Stonehouse Golf Club in Toano, which has been closed and left largely unkempt since fall 2017, sold last month for $800,000.
The buyer was Joe Sanders, a resident of nearby West Point and former member of Stonehouse and its neighboring sister courses, Brickshire and Royal New Kent, which Traditional Golf Properties owned until last year.
Traditional Golf put the three clubs up for sale in 2017 in the face of financial troubles and let Stonehouse and Royal New Kent go dark. Brickshire and Royal New Kent since have found new owners, while Stonehouse was left dormant until Sanders swooped in.
“I watched the courses go down over the last few years and it was frustrating,” Sanders said. “Stonehouse was one of my favorite courses.”
A shot of the overgrowth on hole No. 15 at Stonehouse.
Sanders, who closed on the purchase Dec. 11, said he was driven to the deal by both his lifelong love of golf and what he saw as a business risk worth taking.
“The more I did the math, the more I thought it was a good buy and a reasonable investment if the business is run correctly,” he said. “I think any business can be profitable if you run it correctly.”
Indeed, the $800,000 price tag was a far cry from the $5 million Traditional paid for Stonehouse in 2001 and the $16.3 million a previous owner paid in 1997, a year after it opened.
Sanders said the deal also works because he can use crews and equipment from his general contracting company, J. Sanders Construction Co., to help overhaul the overgrown course and its aged infrastructure.
“I’ve got heavy equipment and I’m negotiating deals all the time,” he said. “I’ve been in the construction business all my life, so estimating is my forte.”
$1.4 million estimated for fixes
He has several crews on site in the midst of what he estimates will be around $1.4 million in upgrades to the course and its grounds, all with the goal of reopening for play as a semiprivate club by July 1.
That work includes new pumps and controls for the irrigation system, drainage upgrades, removal of trees and – perhaps most noticeably – cutting the grass.

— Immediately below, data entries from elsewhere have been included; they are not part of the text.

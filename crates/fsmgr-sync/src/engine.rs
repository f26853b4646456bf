//! Sync engine - two-phase filesystem/metadata operations
//!
//! Every mutating operation runs as:
//!
//! 1. **Lock** the affected subtrees ([`SubtreeLocks`])
//! 2. **Phase F**: apply the filesystem change, keeping a receipt
//! 3. **Phase M**: build the mutation set and commit it atomically
//! 4. **Settle**: on commit, finalize the receipt; on failure, undo Phase F
//!
//! If undoing Phase F fails as well the operation ends `Diverged` and the
//! caller receives [`SyncError::RollbackFailed`].
//!
//! Operations are spawned onto the runtime and awaited through their
//! `JoinHandle`, so a caller that stops waiting never interrupts a Phase F /
//! Phase M pair half-way.

use std::collections::HashSet;
use std::future::Future;
use std::path::{Path, PathBuf};
use std::sync::Arc;
use std::time::Instant;

use chrono::{DateTime, Utc};
use fsmgr_audit::{AuditLogger, OperationRecord};
use fsmgr_conflict::{force_extension, NameConflictResolver, NameKind};
use fsmgr_core::{
    domain::{
        format_size, validate_name, Actor, AuditEntry, CanonicalPath, Item, ItemId, NewItem,
        OperationId, OperationKind, OperationPhase, PathResolver,
    },
    ports::{IFileSystemMover, IMetadataStore, MoveReceipt, MoverError, Mutation, WriteReceipt},
};
use serde::Serialize;
use tracing::{debug, error, info, instrument, warn};

use crate::locks::{LockKey, LockScope, SubtreeGuard, SubtreeLocks};
use crate::SyncError;

// ============================================================================
// Public value types
// ============================================================================

/// One file handed to [`SyncEngine::upload`]
#[derive(Debug, Clone)]
pub struct FileUpload {
    pub file_name: String,
    pub data: Vec<u8>,
    /// Issuer recorded on the item; defaults to the uploading actor
    pub issued_by: Option<String>,
    pub expiry_date: Option<DateTime<Utc>>,
}
//! fsmgr Core - Domain types and port definitions
//!
//! This crate contains the hexagonal architecture core with:
//! - **Domain entities** - `Item`, `NewItem`, `AuditEntry`, `OperationPhase`
//! - **Path handling** - `CanonicalPath` and the `PathResolver` that maps user
//!   input onto the managed root and the recycle area
//! - **Port definitions** - Traits for adapters: `IMetadataStore`, `IFileSystemMover`
//! - **Configuration** - YAML-backed settings with validation
//!
//! # Architecture
//!
//! The domain module is pure: no I/O, no async. Ports define the trait
//! interfaces that the cache (SQLite) and sync (filesystem + engine) crates
//! implement or consume.

pub mod config;
pub mod domain;
pub mod ports;
//! Audit command - View audit log entries
//!
//! Shows either the full trail of one item (`fsmgr audit <ID>`) or recent
//! entries across all items, filtered by time and action.

use anyhow::{Context as _, Result};
use chrono::{DateTime, NaiveDate, NaiveDateTime, Utc};
use clap::Args;
use fsmgr_core::domain::{AuditEntry, AuditResult, ItemId};
use tracing::info;

use super::Context;

#[derive(Debug, Args)]
pub struct AuditCommand {
    /// Show the full trail of this item instead of recent entries
    pub id: Option<i64>,

    /// Show entries since this time (e.g., "1h", "2d", "2024-01-01")
    #[arg(long)]
    pub since: Option<String>,

    /// Filter by action type (e.g., "rename", "soft_delete")
    #[arg(long)]
    pub action: Option<String>,

    /// Maximum number of entries to show
    #[arg(long, default_value = "50")]
    pub limit: u32,
}

impl AuditCommand {
    pub async fn execute(&self, ctx: &Context) -> Result<()> {
        let formatter = ctx.formatter();
        let (engine, _) = ctx.open_engine().await?;

        let (entries, since) = match self.id {
            Some(id) => {
                let entries = engine
                    .audit_trail(ItemId::new(id))
                    .await
                    .context("Failed to query audit trail")?;
                (entries, None)
            }
            None => {
                let since = match &self.since {
                    Some(since_str) => parse_since(since_str).with_context(|| {
                        format!("Invalid --since value: '{}'. Expected formats: '1h', '30m', '2d', '1w', '2024-01-01', '2024-01-01T12:00:00'", since_str)
                    })?,
                    None => Utc::now() - chrono::Duration::days(7),
                };
                info!(since = %since, "Filtering audit entries since");
                let entries = engine
                    .recent_audit(since, self.limit)
                    .await
                    .context("Failed to query audit entries")?;
                (entries, Some(since))
            }
        };

        let shown: Vec<&AuditEntry> = entries
            .iter()
            .filter(|entry| match &self.action {
                Some(action) => entry.action().as_str().contains(action.as_str()),
                None => true,
            })
            .collect();
        info!(count = shown.len(), "Retrieved audit entries");

        if ctx.is_json() {
            let entries_json: Vec<serde_json::Value> = shown
                .iter()
                .map(|entry| {
                    serde_json::json!({
                        "timestamp": entry.timestamp().to_rfc3339(),
                        "operation_id": entry.operation_id().map(|id| id.to_string()),
                        "action": entry.action().as_str(),
                        "item_id": entry.item_id(),
                        "actor": entry.actor(),
                        "result": entry.result(),
                        "details": entry.details(),
                        "duration_ms": entry.duration_ms(),
                    })
                })
                .collect();
            formatter.print_json(&serde_json::json!({
                "item_id": self.id,
                "since": since.map(|s| s.to_rfc3339()),
                "count": shown.len(),
                "entries": entries_json,
            }));
            return Ok(());
        }

        if shown.is_empty() {
            formatter.info("No audit entries found for the specified criteria.");
            return Ok(());
        }

        formatter.success(&format!("Audit Log ({} entries)", shown.len()));
        formatter.info("");
        formatter.info("  Timestamp           Action             Result          Actor      Details");
        formatter.info("  ------------------- ------------------ --------------- ---------- -------");

        for entry in &shown {
            formatter.info(&format!(
                "  {} {:<18} {:<15} {:<10} {}",
                entry.timestamp().format("%Y-%m-%d %H:%M:%S"),
                entry.action().as_str(),
                result_label(entry.result()),
                truncate_string(entry.actor().unwrap_or("-"), 10),
                format_details(entry.details())
            ));
        }

        if self.id.is_none() && entries.len() as u32 >= self.limit {
            formatter.info("");
            formatter.info(&format!(
                "Showing {} entries (limit). Use --limit to show more.",
                self.limit
            ));
        }

        Ok(())
    }
}

fn result_label(result: &AuditResult) -> String {
    match result {
        AuditResult::Success => "ok".to_string(),
        AuditResult::Failed { code, .. } => truncate_string(code, 15),
    }
}

/// Parse the --since argument into a DateTime<Utc>
///
/// Supports:
/// - Relative: "1h" (1 hour ago), "30m" (30 minutes), "2d" (2 days), "1w" (1 week)
/// - Absolute date: "2024-01-01"
/// - Absolute datetime: "2024-01-01T12:00:00"
fn parse_since(input: &str) -> Result<DateTime<Utc>> {
    let input = input.trim();

    if let Some(duration) = parse_relative_duration(input) {
        return Ok(Utc::now() - duration);
    }

    if let Ok(date) = NaiveDate::parse_from_str(input, "%Y-%m-%d") {
        let datetime = date
            .and_hms_opt(0, 0, 0)
            .context("Failed to create datetime from date")?;
        return Ok(DateTime::<Utc>::from_naive_utc_and_offset(datetime, Utc));
    }

    if let Ok(datetime) = NaiveDateTime::parse_from_str(input, "%Y-%m-%dT%H:%M:%S") {
        return Ok(DateTime::<Utc>::from_naive_utc_and_offset(datetime, Utc));
    }

    anyhow::bail!(
        "Could not parse '{}' as a time. Use relative (1h, 30m, 2d, 1w) or absolute (2024-01-01) format.",
        input
    )
}

/// Parse relative duration strings like "1h", "30m", "2d", "1w"
fn parse_relative_duration(input: &str) -> Option<chrono::Duration> {
    if input.len() < 2 {
        return None;
    }

    let (num_str, unit) = input.split_at(input.len() - 1);
    let num: i64 = num_str.parse().ok()?;

    match unit {
        "m" => Some(chrono::Duration::minutes(num)),
        "h" => Some(chrono::Duration::hours(num)),
        "d" => Some(chrono::Duration::days(num)),
        "w" => Some(chrono::Duration::weeks(num)),
        _ => None,
    }
}

/// Short one-line summary of an entry's details
///
/// Moves show as `from -> to`; failures append their cause.
fn format_details(details: &serde_json::Value) -> String {
    let serde_json::Value::Object(map) = details else {
        return match details {
            serde_json::Value::Null => String::new(),
            serde_json::Value::String(s) => truncate_string(s, 60),
            other => truncate_string(&other.to_string(), 60),
        };
    };

    let from = map.get("from").and_then(|v| v.as_str());
    let to = map.get("to").and_then(|v| v.as_str());
    let mut summary = match (from, to) {
        (Some(from), Some(to)) if from != to => format!(
            "{} -> {}",
            truncate_string(from, 30),
            truncate_string(to, 30)
        ),
        (_, Some(path)) | (Some(path), None) => truncate_string(path, 60),
        (None, None) => String::new(),
    };

    if let Some(cause) = map.get("cause").and_then(|v| v.as_str()) {
        if !summary.is_empty() {
            summary.push_str(": ");
        }
        summary.push_str(&truncate_string(cause, 40));
    }
    summary
}

/// Truncate a string to at most `max_len` characters
fn truncate_string(s: &str, max_len: usize) -> String {
    if s.chars().count() <= max_len {
        s.to_string()
    } else {
        let kept: String = s.chars().take(max_len.saturating_sub(3)).collect();
        format!("{}...", kept)
    }
}
use fsmgr_core::domain::{format_size, Item};
use fsmgr_sync::SyncError;
use serde_json::{json, Value};

/// Output format selector
#[derive(Debug, Clone, Copy, PartialEq)]
pub enum OutputFormat {
    Human,
    Json,
}

/// Trait for formatting CLI output
pub trait OutputFormatter {
    fn success(&self, message: &str);
    fn error(&self, message: &str);
    fn warn(&self, message: &str);
    fn info(&self, message: &str);
    fn print_json(&self, value: &Value);
    fn is_json(&self) -> bool;
}

/// Human-readable output formatter with checkmarks and indentation
pub struct HumanFormatter;

impl OutputFormatter for HumanFormatter {
    fn success(&self, message: &str) {
        println!("\u{2713} {}", message);
    }
    fn error(&self, message: &str) {
        eprintln!("\u{2717} Error: {}", message);
    }
    fn warn(&self, message: &str) {
        eprintln!("\u{26a0} Warning: {}", message);
    }
    fn info(&self, message: &str) {
        println!("  {}", message);
    }
    fn print_json(&self, _value: &Value) {}
    fn is_json(&self) -> bool {
        false
    }
}

/// JSON output formatter
pub struct JsonFormatter;

impl OutputFormatter for JsonFormatter {
    fn success(&self, message: &str) {
        println!("{}", json!({"success": true, "message": message}));
    }
    fn error(&self, message: &str) {
        eprintln!("{}", json!({"success": false, "error": message}));
    }
    fn warn(&self, message: &str) {
        eprintln!("{}", json!({"level": "warning", "message": message}));
    }
    fn info(&self, _message: &str) {}
    fn print_json(&self, value: &Value) {
        println!("{}", serde_json::to_string_pretty(value).unwrap_or_default());
    }
    fn is_json(&self) -> bool {
        true
    }
}

pub fn get_formatter(format: OutputFormat) -> Box<dyn OutputFormatter> {
    match format {
        OutputFormat::Json => Box::new(JsonFormatter),
        OutputFormat::Human => Box::new(HumanFormatter),
    }
}

/// Serialized item for JSON output
pub fn item_json(item: &Item) -> Value {
    serde_json::to_value(item).unwrap_or_default()
}

/// Indented detail lines for one item
pub fn item_lines(item: &Item) -> Vec<String> {
    let mut lines = vec![
        format!("ID:        {}", item.id()),
        format!("Path:      {}", item.canonical_path()),
        format!(
            "Type:      {}",
            if item.is_folder() { "directory" } else { "file" }
        ),
        format!("Size:      {}", format_size(item.size())),
        format!("Owner:     {}", item.owner()),
        format!(
            "Modified:  {} by {}",
            item.date_modified().format("%Y-%m-%d %H:%M:%S"),
            item.modified_by()
        ),
    ];
    if let Some(deleted_path) = item.deleted_path() {
        lines.push(format!("In bin at: {}", deleted_path.display()));
    }
    lines
}

/// Print a failed command to stderr, with the machine code and suggested
/// name when the failure came from the engine.
pub fn report_error(formatter: &dyn OutputFormatter, err: &anyhow::Error) {
    let sync_error = err.downcast_ref::<SyncError>();
    let suggested = match sync_error {
        Some(SyncError::Conflict { suggested_name, .. }) => suggested_name.clone(),
        _ => None,
    };

    if formatter.is_json() {
        eprintln!(
            "{}",
            json!({
                "success": false,
                "code": sync_error.map(SyncError::code),
                "error": format!("{:#}", err),
                "suggested_name": suggested,
            })
        );
        return;
    }

    formatter.error(&format!("{:#}", err));
    if let Some(name) = suggested {
        formatter.info(&format!("Suggested name: {}", name));
    }
    if let Some(SyncError::RollbackFailed { operation, .. }) = sync_error {
        formatter.warn(&format!(
            "Files and metadata disagree after operation {}; manual reconciliation needed",
            operation
        ));
    }
}

#[cfg(test)]
mod tests {
    use fsmgr_core::domain::{Actor, CanonicalPath, ItemId, NewItem};

    use super::*;

    fn sample() -> Item {
        let actor = Actor::new("alice").unwrap();
        NewItem::file(CanonicalPath::parse("docs/a.txt").unwrap(), 2048, &actor)
            .into_item(ItemId::new(7))
            .unwrap()
    }

    #[test]
    fn test_item_lines_show_path_and_size() {
        let lines = item_lines(&sample());
        assert!(lines.iter().any(|l| l.contains("/docs/a.txt")));
        assert!(lines.iter().any(|l| l.contains("2.00 KB")));
        assert!(!lines.iter().any(|l| l.starts_with("In bin")));
    }

    #[test]
    fn test_item_json_has_id() {
        let value = item_json(&sample());
        assert!(value.is_object());
        assert_eq!(value["owner"], "alice");
    }
}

A more recent shot of No. 15 after Sanders’ crews went to work.
“When we started out there, the grass was three, four feet high,” Sanders said, adding that his crews also helped with drainage fixes at Royal New Kent when South Carolina-based Wingfield Golf bought it last year.
Both Stonehouse and Royal New Kent were designed by the late Mike Strantz, a course architect who designed only seven or eight courses before his death at 50.
Sanders said he has two of the three main hires for Stonehouse already in place, with Helen Ware as general manager and Jeffrey Yarborough as course superintendent. Yarborough previously was in that role at King Carter Golf Club in Irvington, Virginia.
He’s still looking for a head golf pro and a restaurateur to run the clubhouse’s food service. He’s also working on a deal to buy a fleet of new carts.
He said he’s had support and well wishes from the homeowners association of the surrounding subdivision. Its residents were worried about the course falling into the hands of someone who wanted to use the land for something other than golf.
While he said he’s fully aware of the risk of getting into the golf business, Sanders said he’s confident about moving forward.
“It’s been fun doing it because I love the golf course,” he said. “It’s coming together.”